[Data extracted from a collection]
------------------------

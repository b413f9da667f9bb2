//! ClassifyAndRender: one classification, two target panels.

use crate::display::{ElementId, StyleProp, Surface};
use crate::health::{
    classify, fmt_current, fmt_cycle, fmt_soh, fmt_temperature, fmt_voltage, progress_width_css,
    HealthClass,
};
use crate::logging::log_render;
use crate::reading::Reading;

#[derive(Debug, Clone, Copy, PartialEq, Eq)]
pub enum Panel {
    /// Prediction result: soh label, message, progress bar.
    Result,
    /// Live monitor: five readouts, soh coloured by tier.
    Live,
}

impl Panel {
    pub fn as_str(&self) -> &'static str {
        match self {
            Panel::Result => "result",
            Panel::Live => "live",
        }
    }
}

/// Write `reading` onto `panel` and return the class it was rendered with.
/// Visibility of the result panel is left to the caller.
pub fn classify_and_render(surface: &mut dyn Surface, panel: Panel, reading: &Reading) -> HealthClass {
    let class = classify(reading.soh);
    let color = class.color.css_var();
    match panel {
        Panel::Result => {
            surface.set_text(ElementId::SohValue, &fmt_soh(reading.soh));
            surface.set_style(ElementId::ProgressBar, StyleProp::Width, &progress_width_css(reading.soh));
            surface.set_text(ElementId::HealthMessage, class.message);
            surface.set_style(ElementId::HealthMessage, StyleProp::Color, &color);
            surface.set_style(ElementId::ProgressBar, StyleProp::BackgroundColor, &color);
        }
        Panel::Live => {
            surface.set_text(ElementId::LiveVoltage, &fmt_voltage(reading.voltage));
            surface.set_text(ElementId::LiveCurrent, &fmt_current(reading.current));
            surface.set_text(ElementId::LiveTemp, &fmt_temperature(reading.temperature));
            surface.set_text(ElementId::LiveCycle, &fmt_cycle(reading.cycle));
            surface.set_text(ElementId::LiveSoH, &fmt_soh(reading.soh));
            surface.set_style(ElementId::LiveSoH, StyleProp::Color, &color);
        }
    }
    log_render(panel.as_str(), reading.soh, class.tier.as_str());
    class
}
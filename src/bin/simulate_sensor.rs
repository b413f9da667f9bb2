//! Feeds `/update_sensor` with samples derived from the host battery, or
//! random values when there is none. Stop with Ctrl-C.

use std::path::PathBuf;

use anyhow::Result;
use rand::rngs::StdRng;
use rand::SeedableRng;
use sohdash::backend::HttpBackend;
use sohdash::config::Config;
use sohdash::logging::{log, log_sensor_sample, obj, v_str, Domain, Level};
use sohdash::sim::{probe_battery, SensorSimulator};
use tokio::time::interval;

#[tokio::main]
async fn main() -> Result<()> {
    let cfg = Config::from_env();
    let backend = HttpBackend::new(&cfg)?;
    let supply_dir = PathBuf::from(&cfg.power_supply_dir);
    let mut sim = SensorSimulator::new(cfg.sim_start_cycle, StdRng::from_entropy());

    log(
        Level::Info,
        Domain::Sim,
        "sim_start",
        obj(&[
            ("backend", v_str(&cfg.backend_url)),
            ("power_supply_dir", v_str(&cfg.power_supply_dir)),
        ]),
    );

    let mut ticker = interval(cfg.sim_interval());
    loop {
        tokio::select! {
            _ = ticker.tick() => {}
            _ = tokio::signal::ctrl_c() => break,
        }

        let battery = probe_battery(&supply_dir);
        let sample = sim.next_sample(battery);
        match backend.update_sensor(&sample).await {
            Ok(ack) => log_sensor_sample(sample.voltage, sample.real_percent, &sample.real_time_left, ack.soh),
            Err(err) => log(
                Level::Warn,
                Domain::Sim,
                "send_failed",
                obj(&[("endpoint", v_str("/update_sensor")), ("msg", v_str(&err.to_string()))]),
            ),
        }
    }

    log(Level::Info, Domain::Sim, "sim_stop", obj(&[]));
    Ok(())
}
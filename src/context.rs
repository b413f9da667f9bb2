use std::sync::{Arc, Mutex, MutexGuard, PoisonError};

use anyhow::Result;

use crate::backend::{Backend, HttpBackend};
use crate::config::Config;
use crate::display::{SharedSurface, Surface};

/// Everything the handlers need, passed in explicitly.
#[derive(Clone)]
pub struct DashContext {
    pub backend: Arc<dyn Backend + Send + Sync>,
    pub surface: SharedSurface,
    pub config: Config,
}

impl DashContext {
    pub fn new(backend: Arc<dyn Backend + Send + Sync>, surface: SharedSurface, config: Config) -> Self {
        Self {
            backend,
            surface,
            config,
        }
    }

    /// Context talking HTTP to `config.backend_url`.
    pub fn http(config: Config, surface: SharedSurface) -> Result<Self> {
        let backend = Arc::new(HttpBackend::new(&config)?);
        Ok(Self::new(backend, surface, config))
    }

    /// Lock the surface. Poisoning is ignored: element writes are independent.
    pub fn surface(&self) -> MutexGuard<'_, dyn Surface + Send + 'static> {
        self.surface.lock().unwrap_or_else(PoisonError::into_inner)
    }
}

pub fn shared<S: Surface + Send + 'static>(surface: S) -> Arc<Mutex<S>> {
    Arc::new(Mutex::new(surface))
}
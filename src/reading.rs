use serde::{Deserialize, Serialize};

use crate::error::InputError;

/// One battery sample: electrical state, cycle count and SoH.
///
/// `soh` may exceed 100 when the model extrapolates; it is kept raw here and
/// only clamped for the progress bar.
#[derive(Debug, Clone, Copy, PartialEq, Serialize, Deserialize)]
pub struct Reading {
    pub voltage: f64,
    pub current: f64,
    pub temperature: f64,
    pub cycle: u32,
    pub soh: f64,
}

/// Body of `POST /predict`.
#[derive(Debug, Clone, Copy, PartialEq, Serialize, Deserialize)]
pub struct PredictRequest {
    pub voltage: f64,
    pub current: f64,
    pub temperature: f64,
    pub cycle: u32,
}

impl PredictRequest {
    pub fn with_soh(&self, soh: f64) -> Reading {
        Reading {
            voltage: self.voltage,
            current: self.current,
            temperature: self.temperature,
            cycle: self.cycle,
            soh,
        }
    }
}

/// Raw text of the four form inputs, exactly as typed.
#[derive(Debug, Clone, Default, PartialEq, Eq)]
pub struct FormInput {
    pub voltage: String,
    pub current: String,
    pub temperature: String,
    pub cycle: String,
}

impl FormInput {
    pub fn new(
        voltage: impl Into<String>,
        current: impl Into<String>,
        temperature: impl Into<String>,
        cycle: impl Into<String>,
    ) -> Self {
        Self {
            voltage: voltage.into(),
            current: current.into(),
            temperature: temperature.into(),
            cycle: cycle.into(),
        }
    }

    /// Validate every field; the first bad field wins.
    pub fn parse(&self) -> Result<PredictRequest, InputError> {
        Ok(PredictRequest {
            voltage: parse_measure("voltage", &self.voltage)?,
            current: parse_measure("current", &self.current)?,
            temperature: parse_measure("temperature", &self.temperature)?,
            cycle: parse_cycle("cycle", &self.cycle)?,
        })
    }
}

fn parse_measure(field: &'static str, raw: &str) -> Result<f64, InputError> {
    match raw.trim().parse::<f64>() {
        Ok(v) if v.is_finite() => Ok(v),
        _ => Err(InputError::NotANumber {
            field,
            raw: raw.to_string(),
        }),
    }
}

/// Accepts "50" and "50.0"; rejects negatives, fractions and overflow.
fn parse_cycle(field: &'static str, raw: &str) -> Result<u32, InputError> {
    let not_a_count = || InputError::NotACount {
        field,
        raw: raw.to_string(),
    };
    let trimmed = raw.trim();
    if let Ok(n) = trimmed.parse::<u32>() {
        return Ok(n);
    }
    let v = trimmed.parse::<f64>().map_err(|_| not_a_count())?;
    if v.is_finite() && v >= 0.0 && v.fract() == 0.0 && v <= u32::MAX as f64 {
        Ok(v as u32)
    } else {
        Err(not_a_count())
    }
}
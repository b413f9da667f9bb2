use std::sync::Arc;

use anyhow::Result;
use sohdash::config::Config;
use sohdash::context::{shared, DashContext};
use sohdash::display::{ConsoleSurface, SharedSurface};
use sohdash::logging::{log, obj, v_num, v_str, Domain, Level};
use sohdash::monitor::LiveStatusPoller;

#[tokio::main]
async fn main() -> Result<()> {
    let cfg = Config::from_env();
    let surface: SharedSurface = shared(ConsoleSurface::stdout());
    let ctx = DashContext::http(cfg.clone(), surface)?;

    log(
        Level::Info,
        Domain::System,
        "startup",
        obj(&[
            ("backend", v_str(&cfg.backend_url)),
            ("poll_ms", v_num(cfg.poll_interval_ms as f64)),
            (
                "fallback_seed",
                cfg.fallback_seed.map(|s| v_num(s as f64)).unwrap_or(serde_json::Value::Null),
            ),
        ]),
    );

    let poller = Arc::new(LiveStatusPoller::new(ctx));
    let handle = poller.start();

    tokio::signal::ctrl_c().await?;
    handle.stop().await;

    log(Level::Info, Domain::System, "shutdown", obj(&[]));
    Ok(())
}
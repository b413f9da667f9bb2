//! SoH classification and number formatting shared by both panels.

use serde::Serialize;

pub const GOOD_THRESHOLD: f64 = 80.0;
pub const DEGRADED_THRESHOLD: f64 = 60.0;

#[derive(Debug, Clone, Copy, PartialEq, Eq, Hash, Serialize)]
#[serde(rename_all = "snake_case")]
pub enum Tier {
    Good,
    Degraded,
    Replace,
}

impl Tier {
    pub fn as_str(&self) -> &'static str {
        match self {
            Tier::Good => "good",
            Tier::Degraded => "degraded",
            Tier::Replace => "replace",
        }
    }
}

#[derive(Debug, Clone, Copy, PartialEq, Eq, Hash, Serialize)]
#[serde(rename_all = "snake_case")]
pub enum ColorToken {
    Success,
    Warning,
    Danger,
}

impl ColorToken {
    pub fn as_str(&self) -> &'static str {
        match self {
            ColorToken::Success => "success",
            ColorToken::Warning => "warning",
            ColorToken::Danger => "danger",
        }
    }

    /// Stylesheet reference, e.g. `var(--success-color)`.
    pub fn css_var(&self) -> String {
        format!("var(--{}-color)", self.as_str())
    }
}

#[derive(Debug, Clone, Copy, PartialEq, Eq)]
pub struct HealthClass {
    pub tier: Tier,
    pub message: &'static str,
    pub color: ColorToken,
}

const GOOD: HealthClass = HealthClass {
    tier: Tier::Good,
    message: "Battery is in Good Condition",
    color: ColorToken::Success,
};

const DEGRADED: HealthClass = HealthClass {
    tier: Tier::Degraded,
    message: "Battery Degradation Detected",
    color: ColorToken::Warning,
};

const REPLACE: HealthClass = HealthClass {
    tier: Tier::Replace,
    message: "Battery Replacement Recommended",
    color: ColorToken::Danger,
};

/// Bucket a raw SoH value. Lower bounds are inclusive; NaN falls through to
/// the replace tier.
pub fn classify(soh: f64) -> HealthClass {
    if soh >= GOOD_THRESHOLD {
        GOOD
    } else if soh >= DEGRADED_THRESHOLD {
        DEGRADED
    } else {
        REPLACE
    }
}

/// Progress-bar fill in percent, clamped to [0, 100].
pub fn progress_width(soh: f64) -> f64 {
    if soh.is_nan() {
        return 0.0;
    }
    soh.clamp(0.0, 100.0)
}

/// CSS width value for the progress bar, e.g. `82.3%`.
pub fn progress_width_css(soh: f64) -> String {
    format!("{}%", progress_width(soh))
}

pub fn fmt_voltage(v: f64) -> String {
    format!("{:.3}", v)
}

pub fn fmt_current(a: f64) -> String {
    format!("{:.3}", a)
}

pub fn fmt_temperature(c: f64) -> String {
    format!("{:.1}", c)
}

pub fn fmt_cycle(n: u32) -> String {
    n.to_string()
}

pub fn fmt_soh(soh: f64) -> String {
    format!("{:.1}", soh)
}

#[cfg(test)]
mod tests {
    use super::*;

    #[test]
    fn test_boundaries_are_inclusive() {
        assert_eq!(classify(80.0).tier, Tier::Good);
        assert_eq!(classify(60.0).tier, Tier::Degraded);
        assert_eq!(classify(79.999).tier, Tier::Degraded);
        assert_eq!(classify(59.999).tier, Tier::Replace);
    }

    #[test]
    fn test_over_hundred_stays_good() {
        for soh in [100.0, 150.0] {
            let class = classify(soh);
            assert_eq!(class.message, "Battery is in Good Condition");
            assert_eq!(class.color, ColorToken::Success);
        }
    }

    #[test]
    fn test_each_tier_has_one_message_and_color() {
        assert_eq!(
            classify(70.0),
            HealthClass {
                tier: Tier::Degraded,
                message: "Battery Degradation Detected",
                color: ColorToken::Warning,
            }
        );
        assert_eq!(
            classify(-5.0),
            HealthClass {
                tier: Tier::Replace,
                message: "Battery Replacement Recommended",
                color: ColorToken::Danger,
            }
        );
    }

    #[test]
    fn test_classify_total_over_odd_inputs() {
        assert_eq!(classify(f64::NAN).tier, Tier::Replace);
        assert_eq!(classify(f64::INFINITY).tier, Tier::Good);
        assert_eq!(classify(f64::NEG_INFINITY).tier, Tier::Replace);
    }

    #[test]
    fn test_progress_width_clamps() {
        assert_eq!(progress_width(150.0), 100.0);
        assert_eq!(progress_width(45.0), 45.0);
        assert_eq!(progress_width(-3.0), 0.0);
        assert_eq!(progress_width(f64::NAN), 0.0);
        assert_eq!(progress_width_css(82.3), "82.3%");
        assert_eq!(progress_width_css(150.0), "100%");
    }

    #[test]
    fn test_formatting_precision() {
        assert_eq!(fmt_voltage(3.7), "3.700");
        assert_eq!(fmt_current(-1.2), "-1.200");
        assert_eq!(fmt_temperature(25.0), "25.0");
        assert_eq!(fmt_cycle(50), "50");
        assert_eq!(fmt_soh(82.3), "82.3");
        assert_eq!(fmt_soh(150.0), "150.0");
    }

    #[test]
    fn test_css_var() {
        assert_eq!(ColorToken::Danger.css_var(), "var(--danger-color)");
    }
}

------------------------

__Exercise goal__. Return, from the data, each line that has the word "ConsoleSurface" in it.

__Answer to the problem__.
use sohdash::display::{ConsoleSurface, SharedSurface};
    let surface: SharedSurface = shared(ConsoleSurface::stdout());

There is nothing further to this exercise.